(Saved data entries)
_ _ _ _ _ _ _
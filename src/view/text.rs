//! Plain-text rendering of the view-models for the terminal front-end

use std::fmt::Write;

use super::catalog::{CatalogView, DetailsModal, ResultsBody};
use super::notification::{Notification, NotificationKind};
use super::pagination::PageControl;
use super::profile::ProfileView;
use crate::models::ProfileSection;

const RULE: &str = "----------------------------------------------------------------";

pub fn notification_line(notification: &Notification) -> String {
    let marker = match notification.kind {
        NotificationKind::Success => "[ok]",
        NotificationKind::Error => "[error]",
    };
    format!("{} {}", marker, notification.message)
}

pub fn pagination_line(controls: &[PageControl]) -> String {
    controls
        .iter()
        .map(|control| match control {
            PageControl::Previous { enabled: true } => "< Previous".to_string(),
            PageControl::Previous { enabled: false } => "(< Previous)".to_string(),
            PageControl::Page { number, active: true } => format!("[{}]", number),
            PageControl::Page { number, .. } => number.to_string(),
            PageControl::Ellipsis => "...".to_string(),
            PageControl::Next { enabled: true } => "Next >".to_string(),
            PageControl::Next { enabled: false } => "(Next >)".to_string(),
        })
        .collect::<Vec<_>>()
        .join("  ")
}

pub fn details(modal: &DetailsModal) -> String {
    let mut out = String::new();
    let _ = writeln!(out, "== {} ==", modal.title);
    for row in &modal.rows {
        let _ = writeln!(out, "  {:<10} {}", format!("{}:", row.label), row.value);
    }
    let _ = writeln!(out, "  {:<10} {}", "Status:", modal.status_label);
    if modal.can_checkout {
        let _ = writeln!(out, "  (:checkout <ISBN> <CARD_ID> to check out)");
    }
    out
}

pub fn catalog(view: &CatalogView) -> String {
    let mut out = String::new();
    let _ = writeln!(out, "{} ({} results)", view.title, view.count);
    let _ = writeln!(out, "{}", RULE);

    if view.loading {
        let _ = writeln!(out, "Loading...");
    }

    if let Some(error) = &view.error {
        let _ = writeln!(out, "!! {}", error.heading);
        let _ = writeln!(out, "   {}", error.message);
        let _ = writeln!(out, "   Please make sure:");
        for item in &error.checklist {
            let _ = writeln!(out, "    - {}", item);
        }
        let _ = writeln!(out, "   (:retry to {})", error.retry_label.to_lowercase());
        let _ = writeln!(out, "{}", RULE);
    }

    match &view.body {
        ResultsBody::NoResults { heading, hint } => {
            let _ = writeln!(out, "{}", heading);
            let _ = writeln!(out, "{}", hint);
        }
        ResultsBody::Cards { cards } => {
            for card in cards {
                let _ = writeln!(out, "{} [{}]", card.title, card.status_label);
                let _ = writeln!(out, "  {}", card.authors);
                let _ = writeln!(
                    out,
                    "  ISBN {} | {} | {} | {} | {}",
                    card.isbn, card.year, card.pages, card.publisher, card.genre
                );
            }
        }
    }

    if !view.pagination.is_empty() {
        let _ = writeln!(out, "{}", RULE);
        let _ = writeln!(out, "{}", pagination_line(&view.pagination));
    }

    if let Some(modal) = &view.details {
        let _ = writeln!(out, "{}", RULE);
        out.push_str(&details(modal));
    }

    if let Some(notification) = &view.notification {
        let _ = writeln!(out, "{}", notification_line(notification));
    }
    out
}

pub fn profile(view: &ProfileView) -> String {
    let mut out = String::new();
    let _ = writeln!(out, "{} (card {})", view.user_name, view.card_id);
    let menu: Vec<String> = view
        .menu
        .iter()
        .map(|item| {
            if item.active {
                format!("[{}]", item.section.as_str())
            } else {
                item.section.as_str().to_string()
            }
        })
        .collect();
    let _ = writeln!(out, "{}", menu.join(" | "));
    let _ = writeln!(out, "{}", RULE);

    match view.active_section {
        ProfileSection::Personal => personal(&mut out, view),
        ProfileSection::Loans => loans(&mut out, view),
        ProfileSection::Fines => fines(&mut out, view),
        ProfileSection::History => history(&mut out, view),
        ProfileSection::Settings => {
            let _ = writeln!(out, "Theme: {}", view.settings.theme);
        }
    }

    if let Some(notification) = &view.notification {
        let _ = writeln!(out, "{}", notification_line(notification));
    }
    if let Some(redirect) = &view.redirect {
        let _ = writeln!(out, "Redirecting to {}", redirect.target);
    }
    out
}

fn personal(out: &mut String, view: &ProfileView) {
    let p = &view.personal;
    let rows = [
        ("Full name", &p.full_name),
        ("Card number", &p.card_number),
        ("SSN", &p.ssn),
        ("Email", &p.email),
        ("Phone", &p.phone),
        ("Address", &p.address),
        ("Member since", &p.member_since),
        ("Books borrowed", &p.total_borrowed),
    ];
    for (label, value) in rows {
        let _ = writeln!(out, "{:<15} {}", label, value);
    }
}

fn loans(out: &mut String, view: &ProfileView) {
    let loans = &view.loans;
    let _ = writeln!(
        out,
        "Current loans: {}   Overdue: {}",
        loans.summary.active, loans.summary.overdue
    );
    if loans.rows.is_empty() {
        let _ = writeln!(out, "No active loans");
        let _ = writeln!(out, "You don't have any books checked out at the moment.");
        return;
    }
    for row in &loans.rows {
        let mark = if row.selected { "[x]" } else { "[ ]" };
        let _ = writeln!(out, "{} #{} {} {}", mark, row.loan_id, row.title, row.author_line);
        let _ = writeln!(
            out,
            "      {} | out {} | due {} | {} ({})",
            row.isbn_line, row.date_out, row.due_date, row.days_left, row.status_label
        );
    }
}

fn fines(out: &mut String, view: &ProfileView) {
    let fines = &view.fines;
    let _ = writeln!(
        out,
        "Outstanding: {}   Overdue items: {}   Paid: {}",
        fines.unpaid_total, fines.overdue_items, fines.paid_total
    );
    if fines.rows.is_empty() {
        let _ = writeln!(out, "No fines outstanding. Great job!");
        return;
    }
    for row in &fines.rows {
        let _ = writeln!(
            out,
            "{} | {} | due {} | {} days | {} | {}",
            row.book_title, row.isbn, row.due_date, row.days_overdue, row.amount, row.status_label
        );
    }
    if let Some(dialog) = &fines.dialog {
        let _ = writeln!(out, "Pay {} by {}?", dialog.amount, dialog.method);
    }
}

fn history(out: &mut String, view: &ProfileView) {
    let history = &view.history;
    let _ = writeln!(
        out,
        "Books read: {}   This month: {}   Favorites: {}   (filter: {})",
        history.stats.total,
        history.stats.this_month,
        history.stats.favorites,
        history.filter.as_str()
    );
    if history.empty {
        let _ = writeln!(out, "No reading history");
        let _ = writeln!(
            out,
            "Your reading history will appear here once you check out books."
        );
        return;
    }
    for row in &history.rows {
        let heart = if row.favorite { " <3" } else { "" };
        let _ = writeln!(out, "{} {} {}{}", row.stars, row.title, row.author_line, heart);
        let _ = writeln!(
            out,
            "      ISBN: {} | Read: {} | Returned: {}",
            row.isbn, row.read, row.returned
        );
    }
}
//! Substitute data used when the backend is unreachable or unhelpful.
//!
//! Two tiers exist: records synthesized from a generic search response, and
//! static placeholders that need no backend at all.

use chrono::{Duration, NaiveDate};
use rust_decimal::Decimal;

use crate::models::{
    Availability, Book, Borrower, Fine, HistoryEntry, Loan, SearchPage, SearchQuery, StatusFilter,
};

/// Search sizes used when synthesizing profile records
pub const BORROWER_PROBE_LIMIT: u32 = 1;
pub const LOANS_PROBE_LIMIT: u32 = 10;
pub const HISTORY_PROBE_LIMIT: u32 = 20;

const SYNTHESIZED_LOANS: usize = 3;

/// Unfiltered first page of `limit` books
pub fn probe_query(limit: u32) -> SearchQuery {
    SearchQuery::for_page("", StatusFilter::All, 1, limit)
}

pub fn sample_books() -> Vec<Book> {
    vec![
        Book {
            isbn: "9780743273565".to_string(),
            title: "The Great Gatsby".to_string(),
            authors: Some("F. Scott Fitzgerald".to_string()),
            publication_year: Some(1925),
            pages: Some(180),
            publisher: Some("Scribner".to_string()),
            genre: Some("Fiction".to_string()),
            language: None,
            total_checkouts: None,
            availability: Availability::Available,
        },
        Book {
            isbn: "9780446310789".to_string(),
            title: "To Kill a Mockingbird".to_string(),
            authors: Some("Harper Lee".to_string()),
            publication_year: Some(1960),
            pages: Some(281),
            publisher: Some("J.B. Lippincott & Co.".to_string()),
            genre: Some("Fiction".to_string()),
            language: None,
            total_checkouts: None,
            availability: Availability::CheckedOut,
        },
    ]
}

/// Sample books matching `q` and `status`, paginated the same way the backend does.
/// A page past the end is clamped to the last one.
pub fn sample_page(q: &str, status: StatusFilter, page: u32, page_size: u32) -> SearchPage {
    let matching: Vec<Book> = sample_books()
        .into_iter()
        .filter(|book| book.matches_text(q) && status.matches(book.availability))
        .collect();
    let total = matching.len() as u64;
    let page_size = page_size.max(1);
    let last_page = u32::try_from(total.div_ceil(u64::from(page_size)).max(1)).unwrap_or(u32::MAX);
    let page = page.clamp(1, last_page);
    let offset = (page - 1) as usize * page_size as usize;
    let books = matching
        .into_iter()
        .skip(offset)
        .take(page_size as usize)
        .collect();
    SearchPage { books, total }
}

pub fn placeholder_borrower(card_id: &str) -> Borrower {
    Borrower {
        card_id: card_id.to_string(),
        name: Some("Library User".to_string()),
        email: Some("user@library.edu".to_string()),
        phone: Some("(555) 123-4567".to_string()),
        address: Some("123 Library Lane".to_string()),
        ssn: Some("123-45-6789".to_string()),
        member_since: NaiveDate::from_ymd_opt(2024, 1, 15),
        total_books: Some(24),
    }
}

/// Patron record built from a search probe; `None` when the catalog is empty.
pub fn borrower_from_search(card_id: &str, page: &SearchPage, today: NaiveDate) -> Option<Borrower> {
    if page.books.is_empty() {
        return None;
    }
    Some(Borrower {
        member_since: Some(today),
        total_books: Some(page.total as i64),
        ..placeholder_borrower(card_id)
    })
}

/// Up to three active loans, staggered a week apart, for the first books found
pub fn loans_from_books(books: &[Book], today: NaiveDate) -> Vec<Loan> {
    books
        .iter()
        .take(SYNTHESIZED_LOANS)
        .enumerate()
        .map(|(i, book)| {
            let i = i as i64;
            Loan {
                loan_id: 1000 + i,
                isbn: book.isbn.clone(),
                title: book.title.clone(),
                authors: book.authors.clone(),
                date_out: today - Duration::days(7 * i),
                due_date: today + Duration::days((SYNTHESIZED_LOANS as i64 - i) * 7),
                date_in: None,
            }
        })
        .collect()
}

/// Static loans: one overdue, one in good standing
pub fn placeholder_loans(today: NaiveDate) -> Vec<Loan> {
    let books = sample_books();
    vec![
        Loan {
            loan_id: 1000,
            isbn: books[0].isbn.clone(),
            title: books[0].title.clone(),
            authors: books[0].authors.clone(),
            date_out: today - Duration::days(20),
            due_date: today - Duration::days(6),
            date_in: None,
        },
        Loan {
            loan_id: 1001,
            isbn: books[1].isbn.clone(),
            title: books[1].title.clone(),
            authors: books[1].authors.clone(),
            date_out: today - Duration::days(5),
            due_date: today + Duration::days(9),
            date_in: None,
        },
    ]
}

pub fn fines_from_loans(loans: &[Loan], today: NaiveDate, daily_rate: Decimal) -> Vec<Fine> {
    loans
        .iter()
        .filter_map(|loan| Fine::from_overdue_loan(loan, today, daily_rate))
        .collect()
}

/// Reading history spaced thirty days apart, newest first.
///
/// Ratings cycle 1 to 5 and every fourth entry is a favourite. The newest
/// entry is still out, so it has no return date.
pub fn history_from_books(books: &[Book], today: NaiveDate) -> Vec<HistoryEntry> {
    books
        .iter()
        .enumerate()
        .map(|(i, book)| {
            let offset = i as i64;
            let returned = today - Duration::days(30 * (offset - 1));
            HistoryEntry {
                isbn: book.isbn.clone(),
                title: book.title.clone(),
                authors: book.authors.clone(),
                checkout_date: today - Duration::days(30 * offset),
                return_date: (returned <= today).then_some(returned),
                rating: (i % 5) as u8 + 1,
                favorite: i % 4 == 0,
            }
        })
        .collect()
}

pub fn placeholder_history(today: NaiveDate) -> Vec<HistoryEntry> {
    history_from_books(&sample_books(), today)
}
_ _ _ _ _ _ _
• WHAT IS BEING ASKED: Return the number of lines in the records holding the string "NaiveDate", without any other words.

• RESPONSE TO THE EXERCISE: 8